Toujours est-il que, par des glissements successifs, on en vient à officialiser le rétablissement de la perpétuité, de la relégation définitive ou de la mort sociale, peu importe comment on l’appelle. C’est très grave, notamment au regard des principes fondamentaux de notre droit qui sont rappelés dans la Constitution.
Madame la garde des sceaux, vous avez affirmé que les arguments que j’avais faits valoir étaient des contrevérités. Pour qu’il soit inscrit au Journal officiel que vous m’avez à tort taxée de menteuse, je rappelle avoir fait remarquer que, en moins de trente ans, la population carcérale avait doublé. Et même si elle a baissé légèrement récemment, cela ne change strictement rien à cette réalité, qui fonde toute mon argumentation. Pour ma part, je continue de penser qu’il n’existe pas de lien direct entre l’aggravation de la loi pénale et les évolutions de la criminalité. Évidemment, à cette question de fond, vous ne répondez pas !

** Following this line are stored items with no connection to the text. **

//! Database query model.
//!
//! [`Filter`] and [`Sort`] serialize to the JSON the Notion query endpoint
//! expects, and can also be evaluated against raw page records so that
//! in-memory sources answer queries the same way the API does.

use std::cmp::Ordering;

use serde::{Deserialize, Serialize};
use serde_json::Value;

use crate::mapper::{property, rich_text_plain};

/// A database query filter.
///
/// ```
/// use notiblog_notion::query::Filter;
///
/// let filter = Filter::and(vec![
///     Filter::select_equals("Status", "Published"),
///     Filter::multi_select_contains("Tags", "rust"),
/// ]);
/// let json = serde_json::to_value(&filter).unwrap();
/// assert_eq!(json["and"][0]["select"]["equals"], "Published");
/// assert_eq!(json["and"][1]["multi_select"]["contains"], "rust");
/// ```
#[derive(Debug, Clone, PartialEq, Eq, Serialize)]
#[serde(untagged)]
pub enum Filter {
    /// Every nested filter must match.
    And {
        /// Nested filters
        and: Vec<Filter>,
    },
    /// A condition on one property.
    Property {
        /// Property name
        property: String,
        /// Condition keyed by property type
        #[serde(flatten)]
        condition: Condition,
    },
}

/// A property condition, keyed by the property's type.
#[derive(Debug, Clone, PartialEq, Eq, Serialize)]
#[serde(rename_all = "snake_case")]
pub enum Condition {
    /// `select` property condition
    Select(SelectCondition),
    /// `multi_select` property condition
    MultiSelect(MultiSelectCondition),
    /// `rich_text` property condition
    RichText(TextCondition),
}

/// Conditions on a `select` property.
#[derive(Debug, Clone, PartialEq, Eq, Serialize)]
#[serde(rename_all = "snake_case")]
pub enum SelectCondition {
    /// Selected option name equals the value
    Equals(String),
}

/// Conditions on a `multi_select` property.
#[derive(Debug, Clone, PartialEq, Eq, Serialize)]
#[serde(rename_all = "snake_case")]
pub enum MultiSelectCondition {
    /// Some selected option name equals the value
    Contains(String),
}

/// Conditions on a `rich_text` property.
#[derive(Debug, Clone, PartialEq, Eq, Serialize)]
#[serde(rename_all = "snake_case")]
pub enum TextCondition {
    /// Concatenated plain text equals the value
    Equals(String),
}

impl Filter {
    /// `select` property equals `value`.
    pub fn select_equals(property: impl Into<String>, value: impl Into<String>) -> Self {
        Filter::Property {
            property: property.into(),
            condition: Condition::Select(SelectCondition::Equals(value.into())),
        }
    }

    /// `multi_select` property contains `value`.
    pub fn multi_select_contains(property: impl Into<String>, value: impl Into<String>) -> Self {
        Filter::Property {
            property: property.into(),
            condition: Condition::MultiSelect(MultiSelectCondition::Contains(value.into())),
        }
    }

    /// `rich_text` property equals `value`.
    pub fn rich_text_equals(property: impl Into<String>, value: impl Into<String>) -> Self {
        Filter::Property {
            property: property.into(),
            condition: Condition::RichText(TextCondition::Equals(value.into())),
        }
    }

    /// Conjunction of `filters`. A single filter is returned unwrapped.
    pub fn and(mut filters: Vec<Filter>) -> Self {
        if filters.len() == 1
            && let Some(only) = filters.pop()
        {
            return only;
        }
        Filter::And { and: filters }
    }

    /// Evaluates the filter against a raw page record.
    ///
    /// Missing properties never match. Comparisons are exact and
    /// case-sensitive, as on the API.
    pub fn matches(&self, page: &Value) -> bool {
        match self {
            Filter::And { and } => and.iter().all(|f| f.matches(page)),
            Filter::Property {
                property: name,
                condition,
            } => {
                let Some(prop) = property(page, name) else {
                    return false;
                };
                match condition {
                    Condition::Select(SelectCondition::Equals(value)) => prop
                        .pointer("/select/name")
                        .and_then(Value::as_str)
                        .is_some_and(|name| name == value),
                    Condition::MultiSelect(MultiSelectCondition::Contains(value)) => prop
                        .get("multi_select")
                        .and_then(Value::as_array)
                        .is_some_and(|options| {
                            options
                                .iter()
                                .filter_map(|o| o.get("name").and_then(Value::as_str))
                                .any(|name| name == value)
                        }),
                    Condition::RichText(TextCondition::Equals(value)) => {
                        prop.get("rich_text").is_some()
                            && rich_text_plain(prop.get("rich_text")) == *value
                    }
                }
            }
        }
    }
}

/// Sort direction.
#[derive(Debug, Clone, Copy, PartialEq, Eq, Serialize, Deserialize)]
#[serde(rename_all = "snake_case")]
pub enum Direction {
    /// Smallest first
    Ascending,
    /// Largest first
    Descending,
}

/// A property sort.
#[derive(Debug, Clone, PartialEq, Eq, Serialize)]
pub struct Sort {
    /// Property name
    pub property: String,
    /// Sort direction
    pub direction: Direction,
}

impl Sort {
    /// Ascending sort on `property`.
    pub fn ascending(property: impl Into<String>) -> Self {
        Self {
            property: property.into(),
            direction: Direction::Ascending,
        }
    }

    /// Descending sort on `property`.
    pub fn descending(property: impl Into<String>) -> Self {
        Self {
            property: property.into(),
            direction: Direction::Descending,
        }
    }

    /// Orders two page records by this sort.
    ///
    /// Records with an empty value for the property go last in either
    /// direction.
    pub fn compare(&self, a: &Value, b: &Value) -> Ordering {
        let a = sort_key(a, &self.property);
        let b = sort_key(b, &self.property);
        match (a, b) {
            (Some(a), Some(b)) => match self.direction {
                Direction::Ascending => a.cmp(&b),
                Direction::Descending => b.cmp(&a),
            },
            (Some(_), None) => Ordering::Less,
            (None, Some(_)) => Ordering::Greater,
            (None, None) => Ordering::Equal,
        }
    }
}

/// Comparable text for a property: date start, option name, or plain text.
fn sort_key(page: &Value, name: &str) -> Option<String> {
    let prop = property(page, name)?;
    let key = if let Some(date) = prop.get("date") {
        date.get("start")?.as_str()?.to_string()
    } else if let Some(option) = prop.get("select").or_else(|| prop.get("status")) {
        option.get("name")?.as_str()?.to_string()
    } else if let Some(text) = prop.get("title").or_else(|| prop.get("rich_text")) {
        rich_text_plain(Some(text))
    } else {
        prop.get("created_time")
            .or_else(|| prop.get("last_edited_time"))?
            .as_str()?
            .to_string()
    };
    (!key.is_empty()).then_some(key)
}

/// Body of a database query request.
#[derive(Debug, Clone, Default, PartialEq, Eq, Serialize)]
pub struct QueryRequest {
    /// Record filter
    #[serde(skip_serializing_if = "Option::is_none")]
    pub filter: Option<Filter>,

    /// Sorts, applied in order
    #[serde(skip_serializing_if = "Vec::is_empty")]
    pub sorts: Vec<Sort>,

    /// Cursor returned by the previous page
    #[serde(skip_serializing_if = "Option::is_none")]
    pub start_cursor: Option<String>,

    /// Records per page
    #[serde(skip_serializing_if = "Option::is_none")]
    pub page_size: Option<u32>,
}

impl QueryRequest {
    /// Creates an unfiltered, unsorted request.
    pub fn new() -> Self {
        Self::default()
    }

    /// Sets the filter.
    pub fn with_filter(mut self, filter: Filter) -> Self {
        self.filter = Some(filter);
        self
    }

    /// Appends a sort.
    pub fn with_sort(mut self, sort: Sort) -> Self {
        self.sorts.push(sort);
        self
    }

    /// Sets the page size.
    pub fn with_page_size(mut self, page_size: u32) -> Self {
        self.page_size = Some(page_size);
        self
    }

    /// Copy of this request starting at `cursor`.
    pub fn at_cursor(&self, cursor: Option<String>) -> Self {
        Self {
            start_cursor: cursor,
            ..self.clone()
        }
    }
}

/// One page of query results.
#[derive(Debug, Clone, Default, Deserialize)]
pub struct QueryResponse {
    /// Raw page records
    #[serde(default)]
    pub results: Vec<Value>,

    /// Cursor for the next page
    #[serde(default)]
    pub next_cursor: Option<String>,

    /// Whether more pages follow
    #[serde(default)]
    pub has_more: bool,
}

impl QueryResponse {
    /// Cursor to continue from, if the source reports more pages.
    pub fn continuation(&self) -> Option<&str> {
        if self.has_more {
            self.next_cursor.as_deref()
        } else {
            None
        }
    }
}
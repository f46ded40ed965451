//! Integration tests for upstream failure handling.

use std::sync::Arc;
use std::sync::atomic::Ordering;

use notiblog::{Blog, Error, TagFilterItem};

use crate::common::{BrokenBodies, FailingSource, TestHarness, sample_source};

#[tokio::test]
async fn test_list_propagates_errors() {
    let harness = TestHarness::with_source(FailingSource::new(503));

    let err = harness.blog.list_published_posts(None).await.unwrap_err();

    assert!(matches!(err, Error::Api { status: 503, .. }));
    assert!(err.is_retryable());
}

#[tokio::test]
async fn test_get_post_by_slug_propagates_errors() {
    let harness = TestHarness::with_source(FailingSource::new(500));

    assert!(harness.blog.get_post_by_slug("hello-rust").await.is_err());
}

#[tokio::test]
async fn test_post_or_none_degrades_to_absent() {
    let harness = TestHarness::with_source(FailingSource::new(500));

    assert!(harness.blog.post_or_none("hello-rust").await.is_none());
}

#[tokio::test]
async fn test_body_failure_is_an_error() {
    let harness = TestHarness::with_source(BrokenBodies(sample_source()));

    let err = harness.blog.get_post_by_slug("hello-rust").await.unwrap_err();
    assert!(matches!(err, Error::Transport { .. }));

    assert!(harness.blog.post_or_none("hello-rust").await.is_none());
}

#[tokio::test]
async fn test_tag_stats_or_default_degrades_to_all_entry() {
    let source = Arc::new(FailingSource::new(502));
    let blog = Blog::new(source.clone());

    assert!(blog.tag_stats().await.is_err());
    let stats = blog.tag_stats_or_default().await;

    assert_eq!(stats, [TagFilterItem::all("전체", 0)]);
    assert_eq!(source.calls.load(Ordering::SeqCst), 2);
}

#[tokio::test]
async fn test_lenient_forms_pass_through_success() {
    let harness = TestHarness::new();

    let post = harness.blog.post_or_none("hello-rust").await;
    assert_eq!(post.map(|p| p.post.id), Some("p1".to_string()));

    let stats = harness.blog.tag_stats_or_default().await;
    assert_eq!(stats.len(), 5);
}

Par ailleurs, je ne nie pas que les intentions de soins en milieu carcéral existent – c’est d’ailleurs sur ce point que le rapporteur m’a répondu –, mais, dans ce domaine comme en amour, seuls les actes comptent. Ainsi, Francis Évrard, le meurtrier du petit Enis, a passé trente-deux ans en prison sans soins ni suivi psychiatrique !
Voilà qui doit nous conduire à réfléchir à l’applicabilité et à l’application des lois que nous votons et non à nous conduire comme des girouettes élaborant sans cesse des textes tendant à confirmer ou à aggraver les lois que nous avons déjà adoptées !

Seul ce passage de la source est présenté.